• **Task description**
Your reply should be only the number of lines in the records that contain the word "Instant".

[Dataset entries]
=== Begin Enclosure ===

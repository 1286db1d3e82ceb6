//! strided — live classroom walk coordinator daemon.

use std::sync::Arc;
use std::time::Instant;

use anyhow::Result;
use tokio::sync::broadcast;

use stride_api::ApiState;
use stride_core::config::StrideConfig;
use stride_core::QuestionDeck;
use stride_services::SessionRegistry;

#[tokio::main]
async fn main() -> Result<()> {
    tracing_subscriber::fmt()
        .with_env_filter(tracing_subscriber::EnvFilter::from_default_env())
        .init();

    // Load config
    if let Err(e) = StrideConfig::write_default_if_missing() {
        tracing::warn!(error = %e, "failed to write default config");
    }
    let config = StrideConfig::load().unwrap_or_else(|e| {
        tracing::warn!(error = %e, "failed to load config, using defaults");
        StrideConfig::default()
    });
    tracing::info!(port = config.network.api_port, "strided starting");

    // Question deck — fixed for every session created by this process.
    let deck = match QuestionDeck::load(&config.deck.path) {
        Ok(deck) => {
            tracing::info!(
                path = %config.deck.path.display(),
                questions = deck.len(),
                "question deck loaded"
            );
            deck
        }
        Err(e) => {
            tracing::warn!(error = %e, "deck unavailable, using built-in questions");
            QuestionDeck::builtin()
        }
    };
    let questions = Arc::new(deck.statements().to_vec());

    // Shared state
    let registry = SessionRegistry::new();
    let (shutdown_tx, mut shutdown_rx) = broadcast::channel::<()>(1);

    let state = ApiState {
        registry: registry.clone(),
        questions,
        allow_late_join: config.session.allow_late_join,
        started_at: Instant::now(),
        shutdown_tx,
    };

    let bind_addr = config.network.bind_addr.clone();
    let api_port = config.network.api_port;
    let api_task = tokio::spawn(async move {
        if let Err(e) = stride_api::serve(state, &bind_addr, api_port).await {
            tracing::error!(error = %e, "API server exited");
        }
    });

    tokio::select! {
        _ = tokio::signal::ctrl_c() => {
            tracing::info!("interrupt received, shutting down");
        }
        _ = shutdown_rx.recv() => {
            tracing::info!("shutdown requested, shutting down");
        }
    }

    // Sessions are memory-only and ephemeral — dropping them is the whole
    // shutdown story.
    registry.clear();
    api_task.abort();
    tracing::info!("strided stopped");
    Ok(())
}
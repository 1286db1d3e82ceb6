//! Shared HTTP request helpers for CLI commands.

use anyhow::{Context, Result};
use serde::{Deserialize, Serialize};

pub fn base_url(port: u16) -> String {
    format!("http://127.0.0.1:{}/api", port)
}

pub async fn get_json<T: for<'de> Deserialize<'de>>(url: &str) -> Result<T> {
    reqwest::get(url)
        .await
        .with_context(|| format!("failed to connect to strided at {} — is it running?", url))?
        .json::<T>()
        .await
        .context("failed to parse response")
}

pub async fn post_json<T: for<'de> Deserialize<'de>>(url: &str) -> Result<T> {
    reqwest::Client::new()
        .post(url)
        .send()
        .await
        .with_context(|| format!("failed to connect to strided at {} — is it running?", url))?
        .json::<T>()
        .await
        .context("failed to parse response")
}

pub async fn post_json_body<T, R>(url: &str, body: &T) -> Result<R>
where
    T: Serialize,
    R: for<'de> Deserialize<'de>,
{
    reqwest::Client::new()
        .post(url)
        .json(body)
        .send()
        .await
        .with_context(|| format!("failed to connect to strided at {} — is it running?", url))?
        .json::<R>()
        .await
        .context("failed to parse response")
}

pub async fn delete_json<T: for<'de> Deserialize<'de>>(url: &str) -> Result<T> {
    reqwest::Client::new()
        .delete(url)
        .send()
        .await
        .with_context(|| format!("failed to connect to strided at {} — is it running?", url))?
        .json::<T>()
        .await
        .context("failed to parse response")
}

=== End Enclosure ===

• **Solution**
2